As we guess at what occurs after life, I’m often reminded that past life regression is neither a time machine nor a fixed perspective. My sense is that we do not travel into the past or future. But our minds do, all the time. There remains only one time and place where change can happen, and that is in the present. If any one of us somehow managed to possess all the wisdom in the universe, we could still only use it right now.

A teacher once told me that an ocean of knowledge simply cannot fit into the teacup of the mind. In my own practice and in my experiences of past life regression, I’ve come to see the investigation of the afterlife as a rich and seductive area of study, as well as a distraction where the truth can only be guessed.

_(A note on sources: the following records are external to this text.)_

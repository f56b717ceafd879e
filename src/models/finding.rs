use serde::{Deserialize, Serialize};

/// Severity of a potential smuggling finding, taken from the marker symbol
/// the scanner prints in front of it.
#[derive(Debug, Clone, Copy, PartialEq, Eq, Hash, Serialize, Deserialize)]
#[serde(rename_all = "lowercase")]
pub enum Severity {
    /// `[+]` marker.
    High,
    /// `[!]` marker.
    Medium,
}

impl Severity {
    /// Map a marker symbol to its severity. Only `+` and `!` are markers.
    pub fn from_marker(symbol: char) -> Option<Self> {
        match symbol {
            '+' => Some(Severity::High),
            '!' => Some(Severity::Medium),
            _ => None,
        }
    }
}

/// Which desync the scanner reported.
#[derive(Debug, Clone, Copy, PartialEq, Eq, Hash)]
pub enum SmugglingClass {
    /// Front end honors Content-Length, back end honors Transfer-Encoding.
    ClTe,
    /// Front end honors Transfer-Encoding, back end honors Content-Length.
    TeCl,
}

impl SmugglingClass {
    /// Keyword as it appears in scanner output.
    pub fn keyword(&self) -> &'static str {
        match self {
            SmugglingClass::ClTe => "CL.TE",
            SmugglingClass::TeCl => "TE.CL",
        }
    }
}

/// A single potential vulnerability reported by the scanner.
#[derive(Debug, Clone, PartialEq, Eq, Serialize, Deserialize)]
pub struct Finding {
    /// Mutation (request variant) that triggered the desync, e.g. `nameprefix1`.
    pub mutation: String,
    pub severity: Severity,
}

/// Findings grouped by class, each list in order of appearance. Repeated
/// marker lines produce repeated entries.
#[derive(Debug, Clone, Default, PartialEq, Eq, Serialize, Deserialize)]
pub struct FindingSet {
    pub cl_te: Vec<Finding>,
    pub te_cl: Vec<Finding>,
}

impl FindingSet {
    pub fn push(&mut self, class: SmugglingClass, finding: Finding) {
        match class {
            SmugglingClass::ClTe => self.cl_te.push(finding),
            SmugglingClass::TeCl => self.te_cl.push(finding),
        }
    }

    pub fn is_empty(&self) -> bool {
        self.cl_te.is_empty() && self.te_cl.is_empty()
    }
}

The imperative, as I see it, is to continue these explorations into our consciousness, our selves. Tools like meditation, hypnotherapy and regression therapy remain mysterious. They are misunderstood largely because we lack a common vocabulary to discuss them and their efficacy. Today, when oceans of knowledge literally do exist on the Internet, available on our phones, studies into projections of the self, non-duality and cycles of life can be undertaken in any living room or on any park bench. We can learn to work with our brains, aligning our habits and diets to optimize relaxed learning states. We can use the past as a school and meditate peacefully in waking daily life, exploring the territory with one shared map.

In the Car, with My Dad

I was a teenager returning home from a past life regression workshop that my father had led. We were driving to Morristown, NJ. It was probably a Sunday. I had been with him all day as he worked with a group of about 20 people, leading them in and out of deep trance states and exploring what may be memories of past lives. I was half assistant/half participant.

After a pause in the conversation he said, “I’m kinda looking forward to dying.” Incredulous, I asked what he meant. He responded “I want to know if there are past lives or not.” My father served for a time as the President of the Association for Past Life Research and Therapies.

It remains thrilling to me, the candid omission of a spiritual teacher, expressing his uncertainty in private conversation with his son. The conversations I have with my clients, students, friends and family feel to me as if I’m still in the car with my dad. There we can comfortably express our doubt and marvel together at the mystery. If past life regression has taught me anything, it’s that we are all in this together.